Google has introduced Gemma, a new family of open models based on the research and technology of the existing Gemini models. Gemma is available in two sizes, Gemma 2B and Gemma 7B, each offering pre-trained and instruction-tuned variants.
Users can start using Gemma today with free access on Kaggle and a free tier for Colab notebooks. First-time Google Cloud users can also get $300 in credits, while researchers can apply for up to $500,000 in Google Cloud credits to speed up their projects.
Gemma has outperformed Llama 2 on various benchmarks, including MMLU, HellaSwag, and HumanEval.

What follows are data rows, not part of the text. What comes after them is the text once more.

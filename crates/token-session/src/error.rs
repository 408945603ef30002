use thiserror::Error;

use crate::address::TxHash;

/// Unified error type for the token session library.
#[derive(Debug, Error)]
pub enum Error {
    #[error("binding error: {0}")]
    Binding(#[from] BindingError),

    #[error("wallet error: {0}")]
    Wallet(#[from] WalletError),

    #[error("config error: {0}")]
    Config(String),

    #[error("invalid amount: {0}")]
    InvalidAmount(String),

    #[error("no account connected")]
    NotConnected,

    #[error("a transfer is already in flight")]
    TransferInFlight,
}

/// Errors while encoding calls or decoding return data.
#[derive(Debug, Clone, PartialEq, Eq, Error)]
pub enum AbiError {
    #[error("invalid function signature: {0}")]
    InvalidSignature(String),

    #[error("data too short: expected at least {expected} bytes, got {actual}")]
    DataTooShort { expected: usize, actual: usize },

    #[error("selector mismatch: expected {expected}, got {actual}")]
    SelectorMismatch { expected: String, actual: String },

    #[error("invalid ABI encoding: {0}")]
    InvalidEncoding(String),

    #[error("unsupported type: {0}")]
    UnsupportedType(String),

    #[error("argument mismatch: {0}")]
    ArgumentMismatch(String),
}

/// Errors while building the contract binding.
#[derive(Debug, Clone, PartialEq, Eq, Error)]
pub enum BindingError {
    #[error("no deployment found for contract {contract}")]
    NotFound { contract: String },

    #[error("function missing from contract ABI: {0}")]
    MissingFunction(String),

    #[error("invalid hex value: {0}")]
    InvalidHex(String),

    #[error("parse error: {0}")]
    Parse(String),
}

/// A wallet or chain failure, classified once at the point the external error
/// is received.
#[derive(Debug, Clone, PartialEq, Error)]
pub enum WalletError {
    #[error("no wallet provider detected")]
    ProviderMissing,

    #[error("request rejected by user")]
    Rejected,

    #[error("rpc failure ({code}): {message}")]
    RpcFailure {
        code: i64,
        message: String,
        /// Inner RPC-layer message (`error.data.message`), when the wallet supplied one.
        data_message: Option<String>,
    },

    #[error("transaction {hash} reverted")]
    Reverted { hash: TxHash },

    #[error("malformed wallet response: {0}")]
    InvalidResponse(String),
}

impl WalletError {
    /// Whether this is the user declining a wallet prompt.
    pub fn is_rejection(&self) -> bool {
        matches!(self, WalletError::Rejected)
    }

    /// Message for display, preferring the inner RPC message over the outer one.
    pub fn display_message(&self) -> String {
        match self {
            WalletError::RpcFailure {
                data_message: Some(inner),
                ..
            } => inner.clone(),
            WalletError::RpcFailure { message, .. } => message.clone(),
            other => other.to_string(),
        }
    }
}

#[cfg(test)]
mod tests {
    use super::*;

    #[test]
    fn test_display_message_prefers_inner() {
        let err = WalletError::RpcFailure {
            code: -32603,
            message: "Internal JSON-RPC error.".to_string(),
            data_message: Some("reverted with reason string 'Not enough tokens'".to_string()),
        };
        assert_eq!(
            err.display_message(),
            "reverted with reason string 'Not enough tokens'"
        );
    }

    #[test]
    fn test_display_message_falls_back_to_outer() {
        let err = WalletError::RpcFailure {
            code: -32000,
            message: "header not found".to_string(),
            data_message: None,
        };
        assert_eq!(err.display_message(), "header not found");
        assert!(!err.is_rejection());
        assert!(WalletError::Rejected.is_rejection());
    }
}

To promote developer innovation and responsible use, Google is offering a Responsible Generative AI Toolkit alongside the models. This toolkit provides essential tools for creating safer AI applications with Gemma, offering guidance and support for developers.
Gemma is compatible with major frameworks like JAX, PyTorch, and TensorFlow through native Keras 3.0. The release includes ready-to-use Colab and Kaggle notebooks, integration with popular tools such as Hugging Face, MaxText, NVIDIA NeMo, and TensorRT-LLM.
Gemma models can be run on different platforms, from laptops and workstations to Google Cloud, with optimization for top performance on NVIDIA GPUs and Google Cloud TPUs.
This announcement follows Google’s recent introduction of Gemini 1.5 with a 1 million token context window — the largest ever in natural language processing models. In comparison, GPT-4 Turbo has a 128K context window, and Claude 2.1 has a 200K context window.